**EXERCISE OBJECTIVE:** For every record below, write out an exact copy.
━━━━━ SUPPLIED DATA
// Copyright (C) 2026 Fred Clausen
// Use of this source code is governed by an MIT-style
// license that can be found in the LICENSE file or at
// https://opensource.org/licenses/MIT.

use diesel::result::DatabaseErrorKind;

/// Errors that can occur during persistence operations.
#[derive(Debug, Clone, PartialEq, Eq)]
pub enum PersistenceError {
    /// A database error occurred.
    DatabaseError(String),
    /// Database connection failed.
    DatabaseConnectionFailed(String),
    /// Database migration failed.
    MigrationFailed(String),
    /// Query execution failed.
    QueryFailed(String),
    /// A concurrent writer held the database or the transaction could
    /// not be serialized. The operation may be retried.
    Conflict(String),
    /// The requested conference has no stored snapshot.
    ConferenceNotFound(String),
    /// The requested event was not found.
    EventNotFound(i64),
    /// Serialization/deserialization error.
    SerializationError(String),
    /// Initialization error.
    InitializationError(String),
    /// Foreign key enforcement is not enabled.
    ForeignKeyEnforcementNotEnabled,
    /// The requested resource was not found.
    NotFound(String),
    /// A conference broke a domain invariant and was not stored.
    InvalidConference { conference: String, reason: String },
}

impl PersistenceError {
    /// Returns whether the error is a retryable write conflict.
    #[must_use]
    pub const fn is_conflict(&self) -> bool {
        matches!(self, Self::Conflict(_))
    }
}

impl std::fmt::Display for PersistenceError {
    fn fmt(&self, f: &mut std::fmt::Formatter<'_>) -> std::fmt::Result {
        match self {
            Self::DatabaseError(msg) => write!(f, "Database error: {msg}"),
            Self::DatabaseConnectionFailed(msg) => {
                write!(f, "Database connection failed: {msg}")
            }
            Self::MigrationFailed(msg) => write!(f, "Migration failed: {msg}"),
            Self::QueryFailed(msg) => write!(f, "Query failed: {msg}"),
            Self::Conflict(msg) => write!(f, "Write conflict: {msg}"),
            Self::ConferenceNotFound(id) => write!(f, "Conference not found: {id}"),
            Self::EventNotFound(id) => write!(f, "Event not found: {id}"),
            Self::SerializationError(msg) => write!(f, "Serialization error: {msg}"),
            Self::InitializationError(msg) => write!(f, "Initialization error: {msg}"),
            Self::ForeignKeyEnforcementNotEnabled => {
                write!(f, "Foreign key enforcement is not enabled")
            }
            Self::NotFound(msg) => write!(f, "Not found: {msg}"),
            Self::InvalidConference { conference, reason } => {
                write!(f, "Conference '{conference}' is invalid: {reason}")
            }
        }
    }
}

impl std::error::Error for PersistenceError {}

impl From<diesel::result::Error> for PersistenceError {
    fn from(err: diesel::result::Error) -> Self {
        match &err {
            diesel::result::Error::NotFound => Self::NotFound("Record not found".to_string()),
            diesel::result::Error::DatabaseError(DatabaseErrorKind::SerializationFailure, info) => {
                Self::Conflict(info.message().to_string())
            }
            diesel::result::Error::DatabaseError(_, info) if is_busy_message(info.message()) => {
                Self::Conflict(info.message().to_string())
            }
            _ => Self::DatabaseError(err.to_string()),
        }
    }
}

impl From<diesel::ConnectionError> for PersistenceError {
    fn from(err: diesel::ConnectionError) -> Self {
        Self::DatabaseConnectionFailed(err.to_string())
    }
}

impl From<serde_json::Error> for PersistenceError {
    fn from(err: serde_json::Error) -> Self {
        Self::SerializationError(err.to_string())
    }
}

/// `SQLite` reports lock contention through the message only.
fn is_busy_message(message: &str) -> bool {
    let message: String = message.to_lowercase();
    message.contains("database is locked")
        || message.contains("database table is locked")
        || message.contains("busy")
}
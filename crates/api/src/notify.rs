// Copyright (C) 2026 Fred Clausen
// Use of this source code is governed by an MIT-style
// license that can be found in the LICENSE file or at
// https://opensource.org/licenses/MIT.

//! Delivery of notifications produced by transitions.
//!
//! Mail delivery is not part of this service. The default notifier records
//! each notification as a structured log event.

use std::sync::{Arc, Mutex, PoisonError};

use confreview::Notification;
use tracing::info;

/// Receives notifications after their transition has been persisted.
pub trait Notifier {
    fn deliver(&self, notification: &Notification);
}

/// Emits each notification as an `info!` event.
#[derive(Debug, Clone, Copy, Default)]
pub struct LogNotifier;

impl Notifier for LogNotifier {
    fn deliver(&self, notification: &Notification) {
        match notification {
            Notification::Assignment {
                conference,
                role,
                user,
                contributions,
                removed,
            } => info!(
                %conference,
                %role,
                %user,
                contributions = contributions.len(),
                removed,
                "Assignment notification"
            ),
            Notification::Team {
                conference,
                role,
                user,
                added,
            } => info!(
                %conference,
                role = role.as_str(),
                %user,
                added,
                "Team notification"
            ),
            Notification::Judgement {
                conference,
                contribution,
                role,
                author,
                withdrawn,
                notify_authors,
            } => info!(
                %conference,
                %contribution,
                %role,
                %author,
                withdrawn,
                notify_authors,
                "Judgement notification"
            ),
        }
    }
}

/// Keeps every delivered notification in memory.
///
/// Clones share the same record.
#[derive(Debug, Clone, Default)]
pub struct RecordingNotifier {
    sent: Arc<Mutex<Vec<Notification>>>,
}

impl RecordingNotifier {
    #[must_use]
    pub fn new() -> Self {
        Self::default()
    }

    /// Notifications delivered so far, oldest first.
    #[must_use]
    pub fn sent(&self) -> Vec<Notification> {
        self.sent
            .lock()
            .unwrap_or_else(PoisonError::into_inner)
            .clone()
    }
}

impl Notifier for RecordingNotifier {
    fn deliver(&self, notification: &Notification) {
        self.sent
            .lock()
            .unwrap_or_else(PoisonError::into_inner)
            .push(notification.clone());
    }
}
━━━━━━━━━━
**TASK RESULT:**
// Copyright (C) 2026 Fred Clausen
// Use of this source code is governed by an MIT-style
// license that can be found in the LICENSE file or at
// https://opensource.org/licenses/MIT.

use diesel::result::DatabaseErrorKind;

/// Errors that can occur during persistence operations.
#[derive(Debug, Clone, PartialEq, Eq)]
pub enum PersistenceError {
    /// A database error occurred.
    DatabaseError(String),
    /// Database connection failed.
    DatabaseConnectionFailed(String),
    /// Database migration failed.
    MigrationFailed(String),
    /// Query execution failed.
    QueryFailed(String),
    /// A concurrent writer held the database or the transaction could
    /// not be serialized. The operation may be retried.
    Conflict(String),
    /// The requested conference has no stored snapshot.
    ConferenceNotFound(String),
    /// The requested event was not found.
    EventNotFound(i64),
    /// Serialization/deserialization error.
    SerializationError(String),
    /// Initialization error.
    InitializationError(String),
    /// Foreign key enforcement is not enabled.
    ForeignKeyEnforcementNotEnabled,
    /// The requested resource was not found.
    NotFound(String),
    /// A conference broke a domain invariant and was not stored.
    InvalidConference { conference: String, reason: String },
}

impl PersistenceError {
    /// Returns whether the error is a retryable write conflict.
    #[must_use]
    pub const fn is_conflict(&self) -> bool {
        matches!(self, Self::Conflict(_))
    }
}

impl std::fmt::Display for PersistenceError {
    fn fmt(&self, f: &mut std::fmt::Formatter<'_>) -> std::fmt::Result {
        match self {
            Self::DatabaseError(msg) => write!(f, "Database error: {msg}"),
            Self::DatabaseConnectionFailed(msg) => {
                write!(f, "Database connection failed: {msg}")
            }
            Self::MigrationFailed(msg) => write!(f, "Migration failed: {msg}"),
            Self::QueryFailed(msg) => write!(f, "Query failed: {msg}"),
            Self::Conflict(msg) => write!(f, "Write conflict: {msg}"),
            Self::ConferenceNotFound(id) => write!(f, "Conference not found: {id}"),
            Self::EventNotFound(id) => write!(f, "Event not found: {id}"),
            Self::SerializationError(msg) => write!(f, "Serialization error: {msg}"),
            Self::InitializationError(msg) => write!(f, "Initialization error: {msg}"),
            Self::ForeignKeyEnforcementNotEnabled => {
                write!(f, "Foreign key enforcement is not enabled")
            }
            Self::NotFound(msg) => write!(f, "Not found: {msg}"),
            Self::InvalidConference { conference, reason } => {
                write!(f, "Conference '{conference}' is invalid: {reason}")
            }
        }
    }
}

impl std::error::Error for PersistenceError {}

impl From<diesel::result::Error> for PersistenceError {
    fn from(err: diesel::result::Error) -> Self {
        match &err {
            diesel::result::Error::NotFound => Self::NotFound("Record not found".to_string()),
            diesel::result::Error::DatabaseError(DatabaseErrorKind::SerializationFailure, info) => {
                Self::Conflict(info.message().to_string())
            }
            diesel::result::Error::DatabaseError(_, info) if is_busy_message(info.message()) => {
                Self::Conflict(info.message().to_string())
            }
            _ => Self::DatabaseError(err.to_string()),
        }
    }
}

impl From<diesel::ConnectionError> for PersistenceError {
    fn from(err: diesel::ConnectionError) -> Self {
        Self::DatabaseConnectionFailed(err.to_string())
    }
}

impl From<serde_json::Error> for PersistenceError {
    fn from(err: serde_json::Error) -> Self {
        Self::SerializationError(err.to_string())
    }
}

/// `SQLite` reports lock contention through the message only.
fn is_busy_message(message: &str) -> bool {
    let message: String = message.to_lowercase();
    message.contains("database is locked")
        || message.contains("database table is locked")
        || message.contains("busy")
}
filename crates/api/src/notify.rs
// Copyright (C) 2026 Fred Clausen
// Use of this source code is governed by an MIT-style
// license that can be found in the LICENSE file or at
// https://opensource.org/licenses/MIT.

//! Delivery of notifications produced by transitions.
//!
//! Mail delivery is not part of this service. The default notifier records
//! each notification as a structured log event.

use std::sync::{Arc, Mutex, PoisonError};

use confreview::Notification;
use tracing::info;

/// Receives notifications after their transition has been persisted.
pub trait Notifier {
    fn deliver(&self, notification: &Notification);
}

/// Emits each notification as an `info!` event.
#[derive(Debug, Clone, Copy, Default)]
pub struct LogNotifier;

impl Notifier for LogNotifier {
    fn deliver(&self, notification: &Notification) {
        match notification {
            Notification::Assignment {
                conference,
                role,
                user,
                contributions,
                removed,
            } => info!(
                %conference,
                %role,
                %user,
                contributions = contributions.len(),
                removed,
                "Assignment notification"
            ),
            Notification::Team {
                conference,
                role,
                user,
                added,
            } => info!(
                %conference,
                role = role.as_str(),
                %user,
                added,
                "Team notification"
            ),
            Notification::Judgement {
                conference,
                contribution,
                role,
                author,
                withdrawn,
                notify_authors,
            } => info!(
                %conference,
                %contribution,
                %role,
                %author,
                withdrawn,
                notify_authors,
                "Judgement notification"
            ),
        }
    }
}

/// Keeps every delivered notification in memory.
///
/// Clones share the same record.
#[derive(Debug, Clone, Default)]
pub struct RecordingNotifier {
    sent: Arc<Mutex<Vec<Notification>>>,
}

impl RecordingNotifier {
    #[must_use]
    pub fn new() -> Self {
        Self::default()
    }

    /// Notifications delivered so far, oldest first.
    #[must_use]
    pub fn sent(&self) -> Vec<Notification> {
        self.sent
            .lock()
            .unwrap_or_else(PoisonError::into_inner)
            .clone()
    }
}

impl Notifier for RecordingNotifier {
    fn deliver(&self, notification: &Notification) {
        self.sent
            .lock()
            .unwrap_or_else(PoisonError::into_inner)
            .push(notification.clone());
    }
}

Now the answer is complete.